Ooms, Mark; von Mallek, Dirk; Kaiser, Hans-Jürgen; Hölzle, Frank; Mottaghy, Felix M; Modabber, Ali.
Afiliação
  • Ooms M; Department of Oral and Maxillofacial Surgery, University Hospital RWTH Aachen, Pauwelsstraße 30, 52074, Aachen, Germany. mooms@ukaachen.de.
  • von Mallek D; Department of Nuclear Medicine, University Hospital RWTH Aachen, Pauwelsstraße 30, 52074, Aachen, Germany.
  • Kaiser HJ; Department of Nuclear Medicine, University Hospital RWTH Aachen, Pauwelsstraße 30, 52074, Aachen, Germany.
  • Hölzle F; Department of Oral and Maxillofacial Surgery, University Hospital RWTH Aachen, Pauwelsstraße 30, 52074, Aachen, Germany.
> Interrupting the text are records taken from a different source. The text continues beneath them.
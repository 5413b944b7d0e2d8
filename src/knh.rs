use std::{fs::File, io::{BufReader, Read, Write}, path::Path};

use crate::{byte_stream::ByteReader, dump::dump_matrix, error::Result, matrix::Matrix};

/// One entry of a `.knh` hierarchy file: a named matrix with nested entries.
#[derive(Clone, Debug, Default, PartialEq)]
pub struct KnhEntry {
	pub name: String,
	pub matrix: Matrix,
	pub children: Vec<KnhEntry>,
}

impl KnhEntry {
	pub fn read<R: Read>(reader: &mut ByteReader<R>) -> Result<Self> {
		let name = reader.read_prefixed_string()?;
		let matrix = Matrix::read(reader)?;
		let num_children = reader.read_count()?;
		let children = reader.read_list(num_children, KnhEntry::read)?;
		Ok(KnhEntry { name, matrix, children })
	}

	pub fn find(&self, name: &str) -> Option<&KnhEntry> {
		if self.name == name {
			return Some(self);
		}
		self.children.iter().find_map(|child| child.find(name))
	}

	pub fn dump<W: Write>(&self, out: &mut W, indent: &str) -> Result<()> {
		writeln!(out, "{indent}name: {}", self.name)?;
		dump_matrix(out, &self.matrix, indent)?;
		writeln!(out, "{indent}children: {}", self.children.len())?;
		let nested = format!("{indent}    ");
		for (i, child) in self.children.iter().enumerate() {
			writeln!(out, "{indent}  children[{i}]")?;
			child.dump(out, &nested)?;
		}
		Ok(())
	}
}

pub fn read_knh<P: AsRef<Path>>(path: P) -> Result<KnhEntry> {
	let file = File::open(path)?;
	let mut reader = ByteReader::new(BufReader::new(file));
	KnhEntry::read(&mut reader)
}
use std::ffi::{c_char, CStr};

use crate::{convert::{convert_kn5, ConvertOptions}, dump::dump_model_to_file, kn5::read_kn5};

pub const KN5_FLAG_PNG: u32 = 1;
pub const KN5_FLAG_ACC: u32 = 2;
pub const KN5_FLAG_DIFFUSE: u32 = 4;
pub const KN5_FLAG_NO_TEXTURES: u32 = 8;

fn path_arg(ptr: *const c_char) -> Option<String> {
	if ptr.is_null() {
		return None;
	}
	Some(unsafe { CStr::from_ptr(ptr) }.to_string_lossy().into_owned())
}

#[no_mangle]
pub extern "C" fn kn5_init_logging() {
	let _ = env_logger::Builder::from_env(env_logger::Env::default().default_filter_or("info")).try_init();
}

/// Returns 0 on success, -1 on failure.
#[no_mangle]
pub extern "C" fn kn5_convert(input: *const c_char, output_dir: *const c_char, flags: u32) -> i32 {
	let (Some(input), Some(output_dir)) = (path_arg(input), path_arg(output_dir)) else {
		return -1;
	};
	let options = ConvertOptions {
		convert_textures_to_png: flags & KN5_FLAG_PNG != 0,
		output_acc: flags & KN5_FLAG_ACC != 0,
		use_diffuse: flags & KN5_FLAG_DIFFUSE != 0,
		write_textures: flags & KN5_FLAG_NO_TEXTURES == 0,
		..Default::default()
	};
	match convert_kn5(&input, &output_dir, &options) {
		Ok(_) => 0,
		Err(e) => {
			log::error!("Error converting {}: {}", input, e);
			-1
		}
	}
}

#[no_mangle]
pub extern "C" fn kn5_dump(input: *const c_char, dump_path: *const c_char) -> i32 {
	let (Some(input), Some(dump_path)) = (path_arg(input), path_arg(dump_path)) else {
		return -1;
	};
	match read_kn5(&input).and_then(|model| dump_model_to_file(&dump_path, &model)) {
		Ok(()) => 0,
		Err(e) => {
			log::error!("Error dumping {}: {}", input, e);
			-1
		}
	}
}
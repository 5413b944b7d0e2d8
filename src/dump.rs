use std::{fs::File, io::{BufWriter, Write}, path::Path};

use crate::{
	error::Result,
	kn5::{Model, Texture},
	material::Material,
	matrix::Matrix,
	node::{Node, NodeKind, Vertex},
};

fn yes_no(value: bool) -> &'static str {
	if value { "true" } else { "false" }
}

pub fn dump_matrix<W: Write>(out: &mut W, matrix: &Matrix, indent: &str) -> Result<()> {
	writeln!(out, "{indent}matrix:")?;
	for row in matrix.data.iter() {
		writeln!(out, "{indent}  {}, {}, {}, {}", row[0], row[1], row[2], row[3])?;
	}
	Ok(())
}

fn dump_texture<W: Write>(out: &mut W, texture: &Texture, indent: &str) -> Result<()> {
	writeln!(out, "{indent}type: {}", texture.texture_type)?;
	writeln!(out, "{indent}name: {}", texture.name)?;
	writeln!(out, "{indent}size: {}", texture.data.len())?;
	Ok(())
}

fn dump_material<W: Write>(out: &mut W, material: &Material, indent: &str) -> Result<()> {
	writeln!(out, "{indent}name:             {}", material.name)?;
	writeln!(out, "{indent}shaderName:       {}", material.shader_name)?;
	writeln!(out, "{indent}alphaBlendMode:   {}", material.alpha_blend_mode)?;
	writeln!(out, "{indent}alphaTested:      {}", yes_no(material.alpha_tested))?;
	writeln!(out, "{indent}depthMode:        {}", material.depth_mode)?;

	writeln!(out, "{indent}shaderProperties: {}", material.properties.len())?;
	for (i, p) in material.properties.iter().enumerate() {
		writeln!(out, "{indent}shaderProperties[{i}]")?;
		writeln!(out, "{indent}  name:   {}", p.name)?;
		writeln!(out, "{indent}  value:  {}", p.value)?;
		writeln!(out, "{indent}  value2: {}, {}", p.value2[0], p.value2[1])?;
		writeln!(out, "{indent}  value3: {}, {}, {}", p.value3[0], p.value3[1], p.value3[2])?;
		writeln!(out, "{indent}  value4: {}, {}, {}, {}", p.value4[0], p.value4[1], p.value4[2], p.value4[3])?;
	}

	writeln!(out, "{indent}textureMappings:  {}", material.mappings.len())?;
	for (i, m) in material.mappings.iter().enumerate() {
		writeln!(out, "{indent}textureMappings[{i}]")?;
		writeln!(out, "{indent}  name:        {}", m.name)?;
		writeln!(out, "{indent}  slot:        {}", m.slot)?;
		writeln!(out, "{indent}  textureName: {}", m.texture_name)?;
	}
	Ok(())
}

fn dump_vertex<W: Write>(out: &mut W, v: &Vertex, indent: &str) -> Result<()> {
	writeln!(out, "{indent}position: {}, {}, {}", v.position[0], v.position[1], v.position[2])?;
	writeln!(out, "{indent}normal:   {}, {}, {}", v.normal[0], v.normal[1], v.normal[2])?;
	writeln!(out, "{indent}texture:  {}, {}", v.uv[0], v.uv[1])?;
	writeln!(out, "{indent}tangent:  {}, {}, {}", v.tangent[0], v.tangent[1], v.tangent[2])?;
	Ok(())
}

fn dump_indices<W: Write>(out: &mut W, indices: &[u16], indent: &str) -> Result<()> {
	writeln!(out, "{indent}indices:    {}", indices.len())?;
	for (i, index) in indices.iter().enumerate() {
		writeln!(out, "{indent}  indices[{i}]: {index}")?;
	}
	Ok(())
}

fn dump_node<W: Write>(out: &mut W, node: &Node, indent: &str) -> Result<()> {
	let nested = format!("{indent}  ");
	writeln!(out, "{indent}type:        {}", node.node_type())?;
	writeln!(out, "{indent}name:        {}", node.name)?;
	writeln!(out, "{indent}active:      {}", yes_no(node.active))?;

	match &node.kind {
		NodeKind::NotSet => {}
		NodeKind::Transform(matrix) => dump_matrix(out, matrix, indent)?,
		NodeKind::Mesh(mesh) => {
			writeln!(out, "{indent}castShadows: {}", yes_no(mesh.cast_shadows))?;
			writeln!(out, "{indent}visible:     {}", yes_no(mesh.visible))?;
			writeln!(out, "{indent}transparent: {}", yes_no(mesh.transparent))?;
			writeln!(out, "{indent}vertices:    {}", mesh.vertices.len())?;
			for (i, vertex) in mesh.vertices.iter().enumerate() {
				writeln!(out, "{indent}vertices[{i}]")?;
				dump_vertex(out, vertex, &nested)?;
			}
			dump_indices(out, &mesh.indices, indent)?;
			writeln!(out, "{indent}materialID: {}", mesh.material_id)?;
			writeln!(out, "{indent}layer:      {}", mesh.layer)?;
			writeln!(out, "{indent}lodIn:      {}", mesh.lod_in)?;
			writeln!(out, "{indent}lodOut:     {}", mesh.lod_out)?;
			let sphere = &mesh.bounding_sphere;
			writeln!(out, "{indent}boundingSphere:")?;
			writeln!(out, "{nested}center: {}, {}, {}", sphere.center[0], sphere.center[1], sphere.center[2])?;
			writeln!(out, "{nested}radius: {}", sphere.radius)?;
			writeln!(out, "{indent}renderable: {}", yes_no(mesh.renderable))?;
		}
		NodeKind::SkinnedMesh(mesh) => {
			writeln!(out, "{indent}castShadows: {}", yes_no(mesh.cast_shadows))?;
			writeln!(out, "{indent}visible:     {}", yes_no(mesh.visible))?;
			writeln!(out, "{indent}transparent: {}", yes_no(mesh.transparent))?;
			writeln!(out, "{indent}bones:       {}", mesh.bones.len())?;
			for (i, bone) in mesh.bones.iter().enumerate() {
				writeln!(out, "{indent}bones[{i}]")?;
				writeln!(out, "{nested}name:  {}", bone.name)?;
				dump_matrix(out, &bone.matrix, &nested)?;
			}
			writeln!(out, "{indent}vertices:    {}", mesh.vertices.len())?;
			for (i, vertex) in mesh.vertices.iter().enumerate() {
				writeln!(out, "{indent}vertices[{i}]")?;
				dump_vertex(out, &vertex.base, &nested)?;
				let w = vertex.weights;
				let b = vertex.bone_indices;
				writeln!(out, "{nested}weights:  {}, {}, {}, {}", w[0], w[1], w[2], w[3])?;
				writeln!(out, "{nested}indices:  {}, {}, {}, {}", b[0], b[1], b[2], b[3])?;
			}
			dump_indices(out, &mesh.indices, indent)?;
			writeln!(out, "{indent}materialID: {}", mesh.material_id)?;
			writeln!(out, "{indent}layer:      {}", mesh.layer)?;
			writeln!(out, "{indent}lodIn:      {}", mesh.lod_in)?;
			writeln!(out, "{indent}lodOut:     {}", mesh.lod_out)?;
		}
	}

	writeln!(out, "{indent}children: {}", node.children.len())?;
	for (i, child) in node.children.iter().enumerate() {
		writeln!(out, "{indent}children[{i}]")?;
		dump_node(out, child, &nested)?;
	}
	Ok(())
}

pub fn dump_model<W: Write>(out: &mut W, model: &Model) -> Result<()> {
	writeln!(out, "version: {}", model.version)?;
	if let Some(extra) = model.extra {
		writeln!(out, "extra: {}", extra)?;
	}

	writeln!(out, "textures: {}", model.textures.len())?;
	for (i, texture) in model.textures.iter().enumerate() {
		writeln!(out, "textures[{i}]")?;
		dump_texture(out, texture, "  ")?;
	}

	writeln!(out, "materials: {}", model.materials.len())?;
	for (i, material) in model.materials.iter().enumerate() {
		writeln!(out, "materials[{i}]")?;
		dump_material(out, material, "  ")?;
	}

	writeln!(out, "node:")?;
	dump_node(out, &model.root, "  ")
}

pub fn dump_model_to_file<P: AsRef<Path>>(path: P, model: &Model) -> Result<()> {
	let mut out = BufWriter::new(File::create(path)?);
	dump_model(&mut out, model)?;
	out.flush()?;
	Ok(())
}

#[cfg(test)]
mod tests {
	use crate::{material::AlphaBlendMode, test_util::mesh_with_positions};

	use super::*;

	#[test]
	fn dump_lists_every_section() {
		let model = Model {
			version: 6,
			extra: Some(3),
			textures: vec![Texture { texture_type: 1, name: "a.dds".to_string(), data: vec![0; 12] }],
			materials: vec![Material { name: "glass".to_string(), alpha_blend_mode: AlphaBlendMode::AlphaBlend, ..Default::default() }],
			root: Node::new_transform("root", Matrix::IDENTITY)
				.with_children(vec![Node::new_mesh("m", mesh_with_positions(&[[1.0, 2.0, 3.0]], &[0, 0, 0], 0))]),
		};
		let mut out = Vec::new();
		dump_model(&mut out, &model).unwrap();
		let text = String::from_utf8(out).unwrap();
		assert!(text.starts_with("version: 6\nextra: 3\ntextures: 1\n"));
		assert!(text.contains("  size: 12\n"));
		assert!(text.contains("  alphaBlendMode:   AlphaBlend\n"));
		assert!(text.contains("  type:        Transform\n"));
		assert!(text.contains("    type:        Mesh\n"));
		assert!(text.contains("      position: 1, 2, 3\n"));
		assert!(text.contains("    indices:    3\n"));
		assert!(text.contains("  children: 1\n"));
	}
}
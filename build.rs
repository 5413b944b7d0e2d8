use std::env;

fn main() {
	let crate_dir = env::var("CARGO_MANIFEST_DIR").unwrap();

	println!("cargo:rerun-if-changed=src/c_exports.rs");
	cbindgen::Builder::new()
		.with_src("src/c_exports.rs")
		.with_config(cbindgen::Config::from_root_or_default(crate_dir))
		.with_language(cbindgen::Language::C)
		.generate()
		.expect("Unable to generate bindings")
		.write_to_file("target/kn5_to_ac3d.h");
}
use std::{fs, path::{Path, PathBuf}};

use log::info;

use crate::{
	ac3d::{write_model, ExportOptions},
	dump::dump_model_to_file,
	error::{Kn5Error, Result},
	kn5::read_kn5,
	matrix::Matrix,
	node::NodeType,
	pruner::{extract, remove, ExtractMode},
	textures::write_textures,
};

#[derive(Clone, Debug, PartialEq)]
pub struct Extraction {
	pub node_name: String,
	pub mode: ExtractMode,
	/// Written next to the primary output.
	pub file_name: String,
}

/// Everything one conversion needs; defaults produce a plain `.ac` with the
/// raw textures beside it.
#[derive(Clone, Debug, PartialEq)]
pub struct ConvertOptions {
	pub convert_textures_to_png: bool,
	pub output_acc: bool,
	pub use_diffuse: bool,
	pub write_textures: bool,
	pub write_dump: bool,
	/// Baked into every exported tree.
	pub conversion: Matrix,
	pub extractions: Vec<Extraction>,
	pub removals: Vec<(NodeType, String)>,
}

impl Default for ConvertOptions {
	fn default() -> Self {
		ConvertOptions {
			convert_textures_to_png: false,
			output_acc: false,
			use_diffuse: false,
			write_textures: true,
			write_dump: false,
			conversion: Matrix::IDENTITY,
			extractions: Vec::new(),
			removals: Vec::new(),
		}
	}
}

impl ConvertOptions {
	pub fn export_options(&self) -> ExportOptions {
		ExportOptions {
			convert_textures_to_png: self.convert_textures_to_png,
			output_acc: self.output_acc,
			use_diffuse: self.use_diffuse,
		}
	}
}

/// Converts one kn5 file and returns the path of the primary output.
/// Extractions run before removals, and both before the primary tree is
/// baked and pruned.
pub fn convert_kn5<P: AsRef<Path>, Q: AsRef<Path>>(input: P, output_dir: Q, options: &ConvertOptions) -> Result<PathBuf> {
	let input = input.as_ref();
	let output_dir = output_dir.as_ref();
	let stem = input.file_stem()
		.and_then(|s| s.to_str())
		.ok_or_else(|| Kn5Error::Format(format!("Invalid input path: {}", input.display())))?;

	let mut model = read_kn5(input)?;
	fs::create_dir_all(output_dir)?;

	if options.write_dump {
		dump_model_to_file(output_dir.join(format!("{}.dump", stem)), &model)?;
	}
	if options.write_textures {
		write_textures(&model, output_dir, options.convert_textures_to_png)?;
	}

	let export_options = options.export_options();
	for extraction in options.extractions.iter() {
		let path = output_dir.join(&extraction.file_name);
		if !extract(&mut model, &extraction.node_name, extraction.mode, &options.conversion, &path, &export_options)? {
			info!("No {} to extract", extraction.node_name);
		}
	}
	for (node_type, name) in options.removals.iter() {
		remove(&mut model, *node_type, name);
	}

	model.root.transform(&options.conversion);
	model.root.remove_empty_nodes();

	let extension = if options.output_acc { "acc" } else { "ac" };
	let output = output_dir.join(format!("{}.{}", stem, extension));
	write_model(&output, &model, &model.root, &export_options)?;
	Ok(output)
}
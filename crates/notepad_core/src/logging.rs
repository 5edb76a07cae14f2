//! Logging bootstrap and safety policy.
//!
//! # Responsibility
//! - Initialize file-based rolling logs exactly once per process.
//! - Emit stable, metadata-only diagnostic events from the store.
//!
//! # Invariants
//! - Logging init is idempotent for the same level and directory.
//! - Re-initialization with a different level or directory is rejected.
//! - Initialization never panics.

use flexi_logger::{Cleanup, Criterion, FileSpec, Logger, LoggerHandle, Naming, WriteMode};
use log::{error, info};
use once_cell::sync::OnceCell;
use std::path::{Path, PathBuf};

const LOG_FILE_BASENAME: &str = "notepad";
const MAX_LOG_FILE_SIZE_BYTES: u64 = 10 * 1024 * 1024;
const MAX_LOG_FILES: usize = 5;
const MAX_PANIC_PAYLOAD_CHARS: usize = 160;

static LOGGING_STATE: OnceCell<LoggingState> = OnceCell::new();
static PANIC_HOOK_INSTALLED: OnceCell<()> = OnceCell::new();

struct LoggingState {
    level: &'static str,
    log_dir: PathBuf,
    _logger: LoggerHandle,
}

/// Initializes logging with a level and an absolute log directory.
///
/// Returns `Ok(())` when logging is active, or a human-readable error string
/// when initialization fails or conflicts with an earlier init.
///
/// # Errors
/// - `level` is not one of trace|debug|info|warn|error.
/// - `log_dir` is empty, non-absolute, or cannot be created.
/// - Logging was already initialized with a different level or directory.
pub fn init_logging(level: &str, log_dir: &str) -> Result<(), String> {
    let level = normalize_level(level)?;
    let log_dir = normalize_log_dir(log_dir)?;

    if let Some(state) = LOGGING_STATE.get() {
        return ensure_matches(state, level, &log_dir);
    }

    let state = LOGGING_STATE.get_or_try_init(|| start_logger(level, log_dir.clone()))?;
    ensure_matches(state, level, &log_dir)
}

/// Returns `(level, log_dir)` when logging is active, `None` otherwise.
pub fn logging_status() -> Option<(&'static str, PathBuf)> {
    LOGGING_STATE
        .get()
        .map(|state| (state.level, state.log_dir.clone()))
}

/// Default log level for the current build mode.
pub fn default_log_level() -> &'static str {
    if cfg!(debug_assertions) {
        "debug"
    } else {
        "info"
    }
}

fn start_logger(level: &'static str, log_dir: PathBuf) -> Result<LoggingState, String> {
    std::fs::create_dir_all(&log_dir).map_err(|err| {
        format!(
            "failed to create log directory `{}`: {err}",
            log_dir.display()
        )
    })?;

    let logger = Logger::try_with_str(level)
        .map_err(|err| format!("invalid log level `{level}`: {err}"))?
        .log_to_file(
            FileSpec::default()
                .directory(log_dir.as_path())
                .basename(LOG_FILE_BASENAME),
        )
        .rotate(
            Criterion::Size(MAX_LOG_FILE_SIZE_BYTES),
            Naming::Numbers,
            Cleanup::KeepLogFiles(MAX_LOG_FILES),
        )
        .write_mode(WriteMode::BufferAndFlush)
        .append()
        .format_for_files(flexi_logger::detailed_format)
        .start()
        .map_err(|err| format!("failed to start logger: {err}"))?;

    install_panic_hook_once();

    info!(
        "event=app_start module=core status=ok platform={} version={}",
        std::env::consts::OS,
        env!("CARGO_PKG_VERSION")
    );
    info!(
        "event=logging_init module=core status=ok level={} log_dir={}",
        level,
        log_dir.display()
    );

    Ok(LoggingState {
        level,
        log_dir,
        _logger: logger,
    })
}

fn ensure_matches(state: &LoggingState, level: &'static str, log_dir: &Path) -> Result<(), String> {
    if state.log_dir != log_dir {
        return Err(format!(
            "logging already initialized at `{}`; refusing to switch to `{}`",
            state.log_dir.display(),
            log_dir.display()
        ));
    }
    if state.level != level {
        return Err(format!(
            "logging already initialized with level `{}`; refusing to switch to `{}`",
            state.level, level
        ));
    }
    Ok(())
}

fn normalize_level(level: &str) -> Result<&'static str, String> {
    match level.trim().to_ascii_lowercase().as_str() {
        "trace" => Ok("trace"),
        "debug" => Ok("debug"),
        "info" => Ok("info"),
        "warn" | "warning" => Ok("warn"),
        "error" => Ok("error"),
        other => Err(format!(
            "unsupported log level `{other}`; expected trace|debug|info|warn|error"
        )),
    }
}

fn normalize_log_dir(log_dir: &str) -> Result<PathBuf, String> {
    let trimmed = log_dir.trim();
    if trimmed.is_empty() {
        return Err("log_dir cannot be empty".to_string());
    }
    let path = Path::new(trimmed);
    if !path.is_absolute() {
        return Err(format!("log_dir must be an absolute path, got `{trimmed}`"));
    }
    Ok(path.to_path_buf())
}

fn install_panic_hook_once() {
    if PANIC_HOOK_INSTALLED.get().is_some() {
        return;
    }

    let previous_hook = std::panic::take_hook();
    std::panic::set_hook(Box::new(move |panic_info| {
        // Panic payloads can carry user text; cap and strip newlines before
        // they reach the log file.
        let location = panic_info
            .location()
            .map(|loc| format!("{}:{}", loc.file(), loc.line()))
            .unwrap_or_else(|| "unknown".to_string());
        let payload = panic_payload_summary(panic_info);
        error!(
            "event=panic_captured module=core status=error location={} payload={}",
            location, payload
        );
        previous_hook(panic_info);
    }));

    let _ = PANIC_HOOK_INSTALLED.set(());
}

fn panic_payload_summary(info: &std::panic::PanicHookInfo<'_>) -> String {
    let payload = if let Some(message) = info.payload().downcast_ref::<&str>() {
        (*message).to_string()
    } else if let Some(message) = info.payload().downcast_ref::<String>() {
        message.clone()
    } else {
        "non-string panic payload".to_string()
    };

    sanitize_message(&payload, MAX_PANIC_PAYLOAD_CHARS)
}

fn sanitize_message(value: &str, max_chars: usize) -> String {
    let normalized = value.replace(['\n', '\r'], " ");
    let mut truncated = normalized.chars().take(max_chars).collect::<String>();
    if normalized.chars().count() > max_chars {
        truncated.push_str("...");
    }
    truncated
}

#[cfg(test)]
mod tests {
    use super::{
        init_logging, logging_status, normalize_level, normalize_log_dir, sanitize_message,
    };
    use std::path::PathBuf;
    use std::time::{SystemTime, UNIX_EPOCH};

    fn unique_temp_dir(suffix: &str) -> PathBuf {
        let nanos = SystemTime::now()
            .duration_since(UNIX_EPOCH)
            .expect("system time should be after unix epoch")
            .as_nanos();
        std::env::temp_dir().join(format!(
            "notepad-logging-{suffix}-{}-{nanos}",
            std::process::id()
        ))
    }

    #[test]
    fn normalize_level_accepts_known_values() {
        assert_eq!(
            normalize_level("INFO").expect("INFO should normalize"),
            "info"
        );
        assert_eq!(
            normalize_level(" warning ").expect("warning should normalize"),
            "warn"
        );
    }

    #[test]
    fn normalize_log_dir_rejects_relative_path() {
        let error = normalize_log_dir("logs/dev").expect_err("relative paths must be rejected");
        assert!(error.contains("absolute"));
    }

    #[test]
    fn sanitize_message_removes_newlines_and_truncates() {
        let sanitized = sanitize_message("line1\nline2\rline3", 8);
        assert!(!sanitized.contains('\n'));
        assert!(!sanitized.contains('\r'));
        assert!(sanitized.ends_with("..."));
    }

    #[test]
    fn init_logging_is_idempotent_for_same_config_and_rejects_conflicts() {
        let log_dir = unique_temp_dir("idempotent");
        let log_dir_str = log_dir
            .to_str()
            .expect("temp dir should be valid UTF-8")
            .to_string();
        let second_dir = unique_temp_dir("different");
        let second_dir_str = second_dir
            .to_str()
            .expect("temp dir should be valid UTF-8")
            .to_string();

        init_logging("info", &log_dir_str).expect("first init should succeed");
        init_logging("info", &log_dir_str).expect("same config should be idempotent");

        let level_error =
            init_logging("debug", &log_dir_str).expect_err("level conflict should fail");
        assert!(level_error.contains("refusing to switch"));

        let dir_error =
            init_logging("info", &second_dir_str).expect_err("directory conflict should fail");
        assert!(dir_error.contains("refusing to switch"));

        let (active_level, active_dir) = logging_status().expect("logging should be active");
        assert_eq!(active_level, "info");
        assert_eq!(active_dir, log_dir);
    }
}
  • Mottaghy FM; Department of Nuclear Medicine, University Hospital RWTH Aachen, Pauwelsstraße 30, 52074, Aachen, Germany.
  • Modabber A; Department of Radiology and Nuclear Medicine, Maastricht University Medical Center (MUMC+), P. Debyelaan 25, 6229 HX, Maastricht, The Netherlands.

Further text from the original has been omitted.